### YOUR OBJECTIVE
Show each line of the records in which the word "super" occurs.
RECORDS FOR THE TASK: Begin
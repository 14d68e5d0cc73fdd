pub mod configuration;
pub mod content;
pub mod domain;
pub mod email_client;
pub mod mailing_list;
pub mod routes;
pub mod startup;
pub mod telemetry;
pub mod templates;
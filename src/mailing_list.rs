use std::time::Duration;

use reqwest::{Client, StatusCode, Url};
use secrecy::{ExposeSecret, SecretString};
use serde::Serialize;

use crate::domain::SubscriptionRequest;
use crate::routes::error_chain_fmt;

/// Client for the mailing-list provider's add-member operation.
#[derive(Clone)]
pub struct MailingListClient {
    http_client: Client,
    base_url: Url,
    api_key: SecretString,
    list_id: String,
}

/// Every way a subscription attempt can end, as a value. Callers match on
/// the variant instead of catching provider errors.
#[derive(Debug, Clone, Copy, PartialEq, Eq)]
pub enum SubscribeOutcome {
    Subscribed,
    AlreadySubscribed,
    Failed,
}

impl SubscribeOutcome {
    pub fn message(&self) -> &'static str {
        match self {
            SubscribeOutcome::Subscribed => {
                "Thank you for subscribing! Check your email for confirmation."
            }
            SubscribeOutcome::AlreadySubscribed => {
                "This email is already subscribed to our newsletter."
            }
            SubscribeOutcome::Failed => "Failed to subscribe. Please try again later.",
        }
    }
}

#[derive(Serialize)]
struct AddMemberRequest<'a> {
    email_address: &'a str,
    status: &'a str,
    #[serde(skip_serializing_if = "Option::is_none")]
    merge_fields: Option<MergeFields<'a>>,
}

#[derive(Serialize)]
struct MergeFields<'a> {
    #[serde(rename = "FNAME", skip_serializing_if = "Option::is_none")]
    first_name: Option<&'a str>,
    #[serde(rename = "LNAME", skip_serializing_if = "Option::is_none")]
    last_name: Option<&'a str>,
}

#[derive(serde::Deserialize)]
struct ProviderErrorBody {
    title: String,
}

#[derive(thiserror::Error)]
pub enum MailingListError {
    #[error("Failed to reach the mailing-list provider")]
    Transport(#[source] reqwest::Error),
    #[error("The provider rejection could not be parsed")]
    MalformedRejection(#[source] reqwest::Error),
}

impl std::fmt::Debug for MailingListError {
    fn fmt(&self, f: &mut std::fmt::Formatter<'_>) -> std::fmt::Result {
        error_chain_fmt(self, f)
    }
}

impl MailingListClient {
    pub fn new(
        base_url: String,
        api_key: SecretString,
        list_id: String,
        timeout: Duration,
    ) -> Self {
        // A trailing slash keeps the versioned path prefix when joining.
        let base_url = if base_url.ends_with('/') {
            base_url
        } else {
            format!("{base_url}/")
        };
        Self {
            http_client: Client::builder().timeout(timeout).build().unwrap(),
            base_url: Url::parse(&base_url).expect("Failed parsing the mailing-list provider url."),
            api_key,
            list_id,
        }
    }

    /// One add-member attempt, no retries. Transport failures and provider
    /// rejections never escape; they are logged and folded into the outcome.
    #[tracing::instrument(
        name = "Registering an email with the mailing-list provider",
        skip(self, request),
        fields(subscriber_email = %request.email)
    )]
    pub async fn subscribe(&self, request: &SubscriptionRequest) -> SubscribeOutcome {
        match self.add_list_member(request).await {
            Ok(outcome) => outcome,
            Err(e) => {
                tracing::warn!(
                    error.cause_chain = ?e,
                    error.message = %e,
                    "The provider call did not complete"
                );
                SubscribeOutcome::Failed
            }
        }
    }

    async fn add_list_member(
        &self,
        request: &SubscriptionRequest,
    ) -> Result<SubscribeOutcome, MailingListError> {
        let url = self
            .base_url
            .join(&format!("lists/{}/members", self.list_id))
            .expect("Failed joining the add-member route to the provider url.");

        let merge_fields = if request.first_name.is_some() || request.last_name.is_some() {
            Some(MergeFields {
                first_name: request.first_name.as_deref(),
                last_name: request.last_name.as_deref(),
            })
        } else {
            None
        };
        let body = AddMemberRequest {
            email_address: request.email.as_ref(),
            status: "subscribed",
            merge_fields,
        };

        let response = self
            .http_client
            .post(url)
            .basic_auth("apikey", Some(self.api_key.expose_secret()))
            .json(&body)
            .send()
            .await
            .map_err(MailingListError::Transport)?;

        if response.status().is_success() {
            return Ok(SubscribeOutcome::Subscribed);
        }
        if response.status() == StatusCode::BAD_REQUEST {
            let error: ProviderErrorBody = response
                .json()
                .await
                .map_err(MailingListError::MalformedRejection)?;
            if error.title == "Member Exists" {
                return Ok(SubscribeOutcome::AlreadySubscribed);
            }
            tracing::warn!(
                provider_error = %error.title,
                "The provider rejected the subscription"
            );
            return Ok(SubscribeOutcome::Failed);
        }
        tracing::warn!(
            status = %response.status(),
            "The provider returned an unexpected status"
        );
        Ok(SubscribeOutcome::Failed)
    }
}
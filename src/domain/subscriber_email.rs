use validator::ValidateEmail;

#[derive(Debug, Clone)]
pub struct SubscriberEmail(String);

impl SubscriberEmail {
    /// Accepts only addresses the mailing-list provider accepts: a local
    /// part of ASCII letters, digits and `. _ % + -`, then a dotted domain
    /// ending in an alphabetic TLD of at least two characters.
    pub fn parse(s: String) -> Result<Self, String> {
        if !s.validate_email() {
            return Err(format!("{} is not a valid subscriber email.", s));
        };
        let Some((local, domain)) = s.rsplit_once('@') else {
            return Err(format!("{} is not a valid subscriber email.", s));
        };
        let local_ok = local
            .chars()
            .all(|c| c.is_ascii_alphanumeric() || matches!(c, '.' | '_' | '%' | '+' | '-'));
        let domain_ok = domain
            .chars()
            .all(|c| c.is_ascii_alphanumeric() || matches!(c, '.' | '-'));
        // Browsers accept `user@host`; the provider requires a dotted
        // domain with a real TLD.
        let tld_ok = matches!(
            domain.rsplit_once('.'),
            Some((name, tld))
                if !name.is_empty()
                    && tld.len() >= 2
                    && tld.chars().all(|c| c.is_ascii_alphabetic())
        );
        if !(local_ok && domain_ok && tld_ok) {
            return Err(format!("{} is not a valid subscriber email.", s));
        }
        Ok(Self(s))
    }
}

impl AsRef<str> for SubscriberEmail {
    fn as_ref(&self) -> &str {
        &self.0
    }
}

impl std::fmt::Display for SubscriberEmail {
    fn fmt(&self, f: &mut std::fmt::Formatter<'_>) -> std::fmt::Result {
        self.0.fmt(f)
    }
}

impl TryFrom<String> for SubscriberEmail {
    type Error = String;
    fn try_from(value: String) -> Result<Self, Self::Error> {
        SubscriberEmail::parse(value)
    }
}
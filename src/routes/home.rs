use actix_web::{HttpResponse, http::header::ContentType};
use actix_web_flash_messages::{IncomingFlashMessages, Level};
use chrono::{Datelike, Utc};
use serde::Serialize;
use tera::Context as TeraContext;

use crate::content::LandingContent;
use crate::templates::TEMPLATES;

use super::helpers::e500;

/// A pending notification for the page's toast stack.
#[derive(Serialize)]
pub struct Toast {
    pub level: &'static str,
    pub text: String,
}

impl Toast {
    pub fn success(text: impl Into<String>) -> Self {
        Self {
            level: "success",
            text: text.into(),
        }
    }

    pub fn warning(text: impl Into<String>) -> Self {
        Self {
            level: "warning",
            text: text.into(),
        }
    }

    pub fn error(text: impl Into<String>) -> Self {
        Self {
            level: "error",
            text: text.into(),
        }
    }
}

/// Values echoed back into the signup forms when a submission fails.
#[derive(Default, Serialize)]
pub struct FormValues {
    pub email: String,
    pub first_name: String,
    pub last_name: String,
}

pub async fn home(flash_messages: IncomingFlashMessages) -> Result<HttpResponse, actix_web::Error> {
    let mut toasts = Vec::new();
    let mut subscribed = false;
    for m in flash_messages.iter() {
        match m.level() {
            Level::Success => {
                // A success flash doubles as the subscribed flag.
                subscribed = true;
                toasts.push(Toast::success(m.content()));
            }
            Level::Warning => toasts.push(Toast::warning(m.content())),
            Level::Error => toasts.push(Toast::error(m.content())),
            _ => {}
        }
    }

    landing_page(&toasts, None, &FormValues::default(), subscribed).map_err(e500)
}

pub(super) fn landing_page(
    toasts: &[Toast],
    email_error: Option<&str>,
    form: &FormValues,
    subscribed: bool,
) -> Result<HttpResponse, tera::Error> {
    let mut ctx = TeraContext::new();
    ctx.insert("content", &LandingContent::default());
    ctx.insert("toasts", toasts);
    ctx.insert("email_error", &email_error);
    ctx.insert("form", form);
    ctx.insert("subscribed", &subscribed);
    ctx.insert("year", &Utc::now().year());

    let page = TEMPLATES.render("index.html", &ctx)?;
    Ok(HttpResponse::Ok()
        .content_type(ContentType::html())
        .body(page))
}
RECORDS FOR THE TASK: End
RECORDS FOR THE TASK: Begin
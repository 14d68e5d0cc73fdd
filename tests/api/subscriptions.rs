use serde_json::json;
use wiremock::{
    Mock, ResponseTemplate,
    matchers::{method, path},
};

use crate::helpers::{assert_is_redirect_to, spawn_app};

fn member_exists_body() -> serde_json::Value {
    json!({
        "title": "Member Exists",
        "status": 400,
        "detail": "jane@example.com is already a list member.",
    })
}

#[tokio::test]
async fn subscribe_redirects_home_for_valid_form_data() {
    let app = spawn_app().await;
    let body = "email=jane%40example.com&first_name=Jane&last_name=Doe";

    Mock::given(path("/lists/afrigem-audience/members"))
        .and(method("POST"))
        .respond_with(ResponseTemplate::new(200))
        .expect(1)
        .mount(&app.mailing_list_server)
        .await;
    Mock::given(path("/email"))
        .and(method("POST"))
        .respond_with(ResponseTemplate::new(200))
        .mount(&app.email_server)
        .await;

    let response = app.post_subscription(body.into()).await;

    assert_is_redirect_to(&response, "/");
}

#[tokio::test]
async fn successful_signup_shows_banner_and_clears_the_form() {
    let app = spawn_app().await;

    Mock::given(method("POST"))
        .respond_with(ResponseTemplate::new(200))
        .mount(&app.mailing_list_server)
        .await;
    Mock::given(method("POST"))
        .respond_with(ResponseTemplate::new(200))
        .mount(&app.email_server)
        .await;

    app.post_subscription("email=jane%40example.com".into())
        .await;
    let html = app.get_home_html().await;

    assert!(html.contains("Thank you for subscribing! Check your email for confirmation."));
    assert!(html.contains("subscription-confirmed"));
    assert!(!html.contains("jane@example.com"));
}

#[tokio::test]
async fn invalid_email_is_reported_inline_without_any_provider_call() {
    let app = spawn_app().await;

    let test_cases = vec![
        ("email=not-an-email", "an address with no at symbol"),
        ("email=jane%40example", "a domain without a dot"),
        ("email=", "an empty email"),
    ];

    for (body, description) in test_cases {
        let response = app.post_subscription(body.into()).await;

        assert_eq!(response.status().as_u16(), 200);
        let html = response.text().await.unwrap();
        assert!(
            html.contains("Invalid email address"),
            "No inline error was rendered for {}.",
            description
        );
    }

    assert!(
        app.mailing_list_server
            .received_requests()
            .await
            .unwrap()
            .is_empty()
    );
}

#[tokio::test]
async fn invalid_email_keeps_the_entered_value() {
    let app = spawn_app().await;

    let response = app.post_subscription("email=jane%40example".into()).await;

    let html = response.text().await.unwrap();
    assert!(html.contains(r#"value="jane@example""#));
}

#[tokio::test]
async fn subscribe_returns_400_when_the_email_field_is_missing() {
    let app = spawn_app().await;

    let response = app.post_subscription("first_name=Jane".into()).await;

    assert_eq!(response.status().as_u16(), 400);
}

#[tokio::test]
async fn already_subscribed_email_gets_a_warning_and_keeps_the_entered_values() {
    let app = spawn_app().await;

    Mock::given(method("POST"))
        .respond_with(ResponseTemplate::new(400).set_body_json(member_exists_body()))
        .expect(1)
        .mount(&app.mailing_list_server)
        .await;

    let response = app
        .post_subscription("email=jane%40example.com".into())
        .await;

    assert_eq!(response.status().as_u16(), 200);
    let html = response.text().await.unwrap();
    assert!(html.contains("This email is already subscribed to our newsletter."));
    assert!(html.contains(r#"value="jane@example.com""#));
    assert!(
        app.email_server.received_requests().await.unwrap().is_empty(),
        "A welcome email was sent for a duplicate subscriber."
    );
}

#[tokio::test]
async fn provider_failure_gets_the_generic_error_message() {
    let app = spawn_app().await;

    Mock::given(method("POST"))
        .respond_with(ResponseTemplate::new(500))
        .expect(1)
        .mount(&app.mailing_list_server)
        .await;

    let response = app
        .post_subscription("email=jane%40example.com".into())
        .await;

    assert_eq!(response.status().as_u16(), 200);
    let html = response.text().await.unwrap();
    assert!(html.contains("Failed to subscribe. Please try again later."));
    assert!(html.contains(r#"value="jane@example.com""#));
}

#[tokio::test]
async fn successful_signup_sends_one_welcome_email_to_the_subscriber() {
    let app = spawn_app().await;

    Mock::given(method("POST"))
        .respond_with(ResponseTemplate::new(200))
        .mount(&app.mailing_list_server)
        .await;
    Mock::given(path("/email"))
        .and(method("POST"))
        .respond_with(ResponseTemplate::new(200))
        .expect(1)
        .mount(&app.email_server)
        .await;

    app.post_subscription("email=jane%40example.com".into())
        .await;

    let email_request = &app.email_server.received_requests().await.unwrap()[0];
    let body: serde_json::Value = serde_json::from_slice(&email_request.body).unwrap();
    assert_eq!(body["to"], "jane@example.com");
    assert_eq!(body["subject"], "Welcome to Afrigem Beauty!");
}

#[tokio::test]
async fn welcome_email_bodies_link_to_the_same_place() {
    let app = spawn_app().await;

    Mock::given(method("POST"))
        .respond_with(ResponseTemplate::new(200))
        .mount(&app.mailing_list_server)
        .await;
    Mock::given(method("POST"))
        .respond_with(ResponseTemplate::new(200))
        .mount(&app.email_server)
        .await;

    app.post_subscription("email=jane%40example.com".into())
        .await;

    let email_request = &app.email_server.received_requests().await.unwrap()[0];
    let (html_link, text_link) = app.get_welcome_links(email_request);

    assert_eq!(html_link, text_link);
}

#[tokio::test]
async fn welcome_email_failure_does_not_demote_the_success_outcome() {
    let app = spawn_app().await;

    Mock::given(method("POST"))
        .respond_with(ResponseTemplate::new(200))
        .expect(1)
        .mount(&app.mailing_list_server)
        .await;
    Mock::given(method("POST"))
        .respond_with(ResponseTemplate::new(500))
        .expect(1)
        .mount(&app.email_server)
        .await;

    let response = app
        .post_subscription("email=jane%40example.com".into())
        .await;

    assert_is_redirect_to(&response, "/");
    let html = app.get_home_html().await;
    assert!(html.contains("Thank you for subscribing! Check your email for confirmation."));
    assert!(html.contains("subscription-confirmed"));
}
RECORDS FOR THE TASK: End
### TASK RESULT
use super::helpers::e500;
pub(super) fn landing_page(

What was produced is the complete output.